■ **Dataset entries**:
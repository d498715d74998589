//! Field collections: savepoint pairing, iteration loading and verification
//! of every registered output field.
//!
//! Usage follows the active-iteration style: register fields, then repeatedly
//! load the next iteration, run the computation, verify and report.
//!
//! ```no_run
//! # use std::sync::Arc;
//! # use stencil_core::{HostField, StorageMeta, Serializer};
//! # use stencil_verify::{BoundaryExtent, ErrorMetric, FieldCollection, VerificationReporter, VerificationSpec};
//! # fn run(archive: Arc<dyn Serializer>) -> stencil_core::Result<()> {
//! let input = HostField::<f64>::new("phi", StorageMeta::new(8, 8, 4));
//! let output = HostField::<f64>::new("lap", StorageMeta::new(8, 8, 4));
//!
//! let mut collection = FieldCollection::new(VerificationSpec::default());
//! collection.attach_reference_serializer(archive, "laplacian-in", "laplacian-out");
//! collection.register_input_field("phi", &input);
//! collection.register_output_and_reference_field("lap", &output, BoundaryExtent::default());
//!
//! while collection.next_iteration()?.is_some() {
//!     // ... compute `output` from `input` ...
//!     let result = collection.verify(&ErrorMetric::new(1e-6, 1e-10));
//!     if !result.passed() {
//!         collection.report_failures(&VerificationReporter::default(), &mut std::io::stdout())?;
//!     }
//! }
//! # Ok(())
//! # }
//! ```

use std::fmt;
use std::io::Write;
use std::ops::ControlFlow;
use std::sync::Arc;

use stencil_core::{
    Element, Field, FieldCopy, FieldView, Result, Savepoint, Serialization, Serializer,
    StencilError,
};
use tracing::{debug, info};

use crate::boundary::BoundaryExtent;
use crate::metric::Metric;
use crate::reporter::VerificationReporter;
use crate::result::VerificationResult;
use crate::spec::VerificationSpec;
use crate::verification::Verification;

/// One replayable step of a trace: the input savepoint and the output
/// savepoint holding the reference values.
#[derive(Clone, Debug, PartialEq)]
pub struct SavepointPair {
    pub input: Savepoint,
    pub output: Savepoint,
}

impl fmt::Display for SavepointPair {
    fn fmt(&self, f: &mut fmt::Formatter<'_>) -> fmt::Result {
        write!(f, "{} -> {}", self.input, self.output)
    }
}

/// Pair every savepoint named `out_name` with the nearest preceding savepoint
/// named `in_name`. Outputs without a preceding input are skipped.
pub fn pair_savepoints(
    savepoints: &[Savepoint],
    in_name: &str,
    out_name: &str,
) -> Vec<SavepointPair> {
    let mut pairs = Vec::new();
    for (n, output) in savepoints.iter().enumerate() {
        if output.name != out_name {
            continue;
        }
        if let Some(input) = savepoints[..n].iter().rev().find(|sp| sp.name == in_name) {
            pairs.push(SavepointPair {
                input: input.clone(),
                output: output.clone(),
            });
        }
    }
    pairs
}

struct InputField<'a, T: Element> {
    name: String,
    view: FieldView<'a, T>,
}

struct OutputField<'a, T: Element> {
    name: String,
    view: FieldView<'a, T>,
    reference: FieldCopy<T>,
    boundary: BoundaryExtent,
}

/// Registered input and output fields of one test case together with the
/// savepoint pairs they are replayed against.
///
/// Registered fields are borrowed for `'a`. Serializer handles are shared,
/// not owned.
pub struct FieldCollection<'a, T: Element> {
    spec: VerificationSpec,
    reference_serializer: Option<Arc<dyn Serializer>>,
    error_serializer: Option<Arc<dyn Serializer>>,
    iterations: Vec<SavepointPair>,
    next: usize,
    active: Option<usize>,
    inputs: Vec<InputField<'a, T>>,
    outputs: Vec<OutputField<'a, T>>,
    verifications: Vec<Verification<'a, T>>,
}

impl<'a, T: Element> FieldCollection<'a, T> {
    pub fn new(spec: VerificationSpec) -> Self {
        Self {
            spec,
            reference_serializer: None,
            error_serializer: None,
            iterations: Vec::new(),
            next: 0,
            active: None,
            inputs: Vec::new(),
            outputs: Vec::new(),
            verifications: Vec::new(),
        }
    }

    /// Use `serializer` as the source of input and reference data and discover
    /// the `(in_name, out_name)` savepoint pairs it contains.
    pub fn attach_reference_serializer(
        &mut self,
        serializer: Arc<dyn Serializer>,
        in_name: &str,
        out_name: &str,
    ) {
        self.iterations = pair_savepoints(&serializer.savepoints(), in_name, out_name);
        self.reference_serializer = Some(serializer);
        self.reset();
        info!(
            input = in_name,
            output = out_name,
            iterations = self.iterations.len(),
            "attached reference serializer"
        );
    }

    /// Use `serializer` as the destination of [`serialize_errors`](Self::serialize_errors).
    pub fn attach_error_serializer(&mut self, serializer: Arc<dyn Serializer>) {
        self.error_serializer = Some(serializer);
    }

    /// Register a field filled from the input savepoint of each iteration.
    pub fn register_input_field<F>(&mut self, name: &str, field: &'a F)
    where
        F: Field<Elem = T> + Send + Sync,
    {
        field.sync();
        self.inputs.push(InputField {
            name: name.to_owned(),
            view: FieldView::new(field),
        });
    }

    /// Register a computed field. A copy of it is allocated to receive the
    /// reference values of each iteration.
    pub fn register_output_and_reference_field<F>(
        &mut self,
        name: &str,
        field: &'a F,
        boundary: BoundaryExtent,
    ) where
        F: Field<Elem = T> + Send + Sync + 'static,
    {
        field.sync();
        self.outputs.push(OutputField {
            name: name.to_owned(),
            view: FieldView::new(field),
            reference: FieldCopy::new(field),
            boundary,
        });
    }

    /// Load iteration `n`: every input field from the input savepoint and
    /// every reference copy from the output savepoint.
    pub fn load_iteration(&mut self, n: usize) -> Result<()> {
        let pair = self
            .iterations
            .get(n)
            .ok_or(StencilError::IterationOutOfRange {
                index: n,
                count: self.iterations.len(),
            })?;
        let serializer = self.reference_serializer.as_deref().ok_or_else(|| {
            StencilError::InvalidArgument("no reference serializer attached".to_owned())
        })?;
        let serialization = Serialization::new(serializer);

        info!(savepoint = %pair.input, "loading input savepoint");
        for input in &self.inputs {
            serialization.load(&input.name, &input.view, &pair.input)?;
        }

        info!(savepoint = %pair.output, "loading reference savepoint");
        for output in &self.outputs {
            serialization.load(&output.name, &output.reference.to_view(), &pair.output)?;
        }

        self.active = Some(n);
        self.next = n + 1;
        Ok(())
    }

    /// Load the iteration after the active one. Returns its index, or `None`
    /// once every iteration has been loaded.
    pub fn next_iteration(&mut self) -> Result<Option<usize>> {
        if self.next >= self.iterations.len() {
            return Ok(None);
        }
        let n = self.next;
        self.load_iteration(n)?;
        Ok(Some(n))
    }

    /// Index of the last loaded iteration.
    pub fn active_iteration(&self) -> Option<usize> {
        self.active
    }

    pub fn active_pair(&self) -> Option<&SavepointPair> {
        self.active.and_then(|n| self.iterations.get(n))
    }

    /// Start over at the first iteration.
    pub fn reset(&mut self) {
        self.next = 0;
        self.active = None;
    }

    /// Verify every output field against its reference, in registration order.
    ///
    /// Verifications of a previous call are discarded.
    pub fn verify(&mut self, metric: &impl Metric<T>) -> VerificationResult {
        self.verifications.clear();
        let mut total = VerificationResult::default();
        for output in &self.outputs {
            let mut verification = Verification::new(
                output.view.clone(),
                output.reference.to_view(),
                output.boundary,
            );
            total.merge(verification.verify(metric));
            self.verifications.push(verification);
        }
        debug!(passed = total.passed(), "verified collection");
        total
    }

    /// Report every failed verification of the last [`verify`](Self::verify).
    ///
    /// Stops and returns [`ControlFlow::Break`] as soon as the reporter's
    /// stop-on-error policy fires.
    pub fn report_failures(
        &self,
        reporter: &VerificationReporter,
        out: &mut impl Write,
    ) -> std::io::Result<ControlFlow<()>> {
        for verification in self.verifications.iter().filter(|v| !v.passed()) {
            if reporter.report(verification, out)?.is_break() {
                return Ok(ControlFlow::Break(()));
            }
        }
        Ok(ControlFlow::Continue(()))
    }

    /// Write every failing output field to the error serializer at `savepoint`.
    /// Returns the number of fields written.
    pub fn serialize_errors(&self, savepoint: &Savepoint) -> Result<usize> {
        let serializer = self.error_serializer.as_deref().ok_or_else(|| {
            StencilError::InvalidArgument("no error serializer attached".to_owned())
        })?;
        let serialization = Serialization::new(serializer);
        let mut written = 0;
        for (output, verification) in self.outputs.iter().zip(&self.verifications) {
            if verification.passed() {
                continue;
            }
            serialization.write(&output.name, &output.view, savepoint)?;
            written += 1;
        }
        debug!(savepoint = %savepoint, fields = written, "serialized erroneous fields");
        Ok(written)
    }

    pub fn iterations(&self) -> &[SavepointPair] {
        &self.iterations
    }

    pub fn reference_serializer(&self) -> Option<&Arc<dyn Serializer>> {
        self.reference_serializer.as_ref()
    }

    pub fn error_serializer(&self) -> Option<&Arc<dyn Serializer>> {
        self.error_serializer.as_ref()
    }

    pub fn verifications(&self) -> &[Verification<'a, T>] {
        &self.verifications
    }

    pub fn spec(&self) -> &VerificationSpec {
        &self.spec
    }

    /// A reporter configured with this collection's specification.
    pub fn reporter(&self) -> VerificationReporter {
        VerificationReporter::new(self.spec.clone())
    }
}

■ **ABOUT THIS EXERCISE**:
Without changing anything, quote the lines from the top of the data to the line that contains "use crate::reporter::VerificationReporter;", including that line.

■ **EXERCISE OUTPUT**:
repository d498715d74998589
//! Field collections: savepoint pairing, iteration loading and verification
//! of every registered output field.
//!
//! Usage follows the active-iteration style: register fields, then repeatedly
//! load the next iteration, run the computation, verify and report.
//!
//! ```no_run
//! # use std::sync::Arc;
//! # use stencil_core::{HostField, StorageMeta, Serializer};
//! # use stencil_verify::{BoundaryExtent, ErrorMetric, FieldCollection, VerificationReporter, VerificationSpec};
//! # fn run(archive: Arc<dyn Serializer>) -> stencil_core::Result<()> {
//! let input = HostField::<f64>::new("phi", StorageMeta::new(8, 8, 4));
//! let output = HostField::<f64>::new("lap", StorageMeta::new(8, 8, 4));
//!
//! let mut collection = FieldCollection::new(VerificationSpec::default());
//! collection.attach_reference_serializer(archive, "laplacian-in", "laplacian-out");
//! collection.register_input_field("phi", &input);
//! collection.register_output_and_reference_field("lap", &output, BoundaryExtent::default());
//!
//! while collection.next_iteration()?.is_some() {
//!     // ... compute `output` from `input` ...
//!     let result = collection.verify(&ErrorMetric::new(1e-6, 1e-10));
//!     if !result.passed() {
//!         collection.report_failures(&VerificationReporter::default(), &mut std::io::stdout())?;
//!     }
//! }
//! # Ok(())
//! # }
//! ```

use std::fmt;
use std::io::Write;
use std::ops::ControlFlow;
use std::sync::Arc;

use stencil_core::{
    Element, Field, FieldCopy, FieldView, Result, Savepoint, Serialization, Serializer,
    StencilError,
};
use tracing::{debug, info};

use crate::boundary::BoundaryExtent;
use crate::metric::Metric;
use crate::reporter::VerificationReporter;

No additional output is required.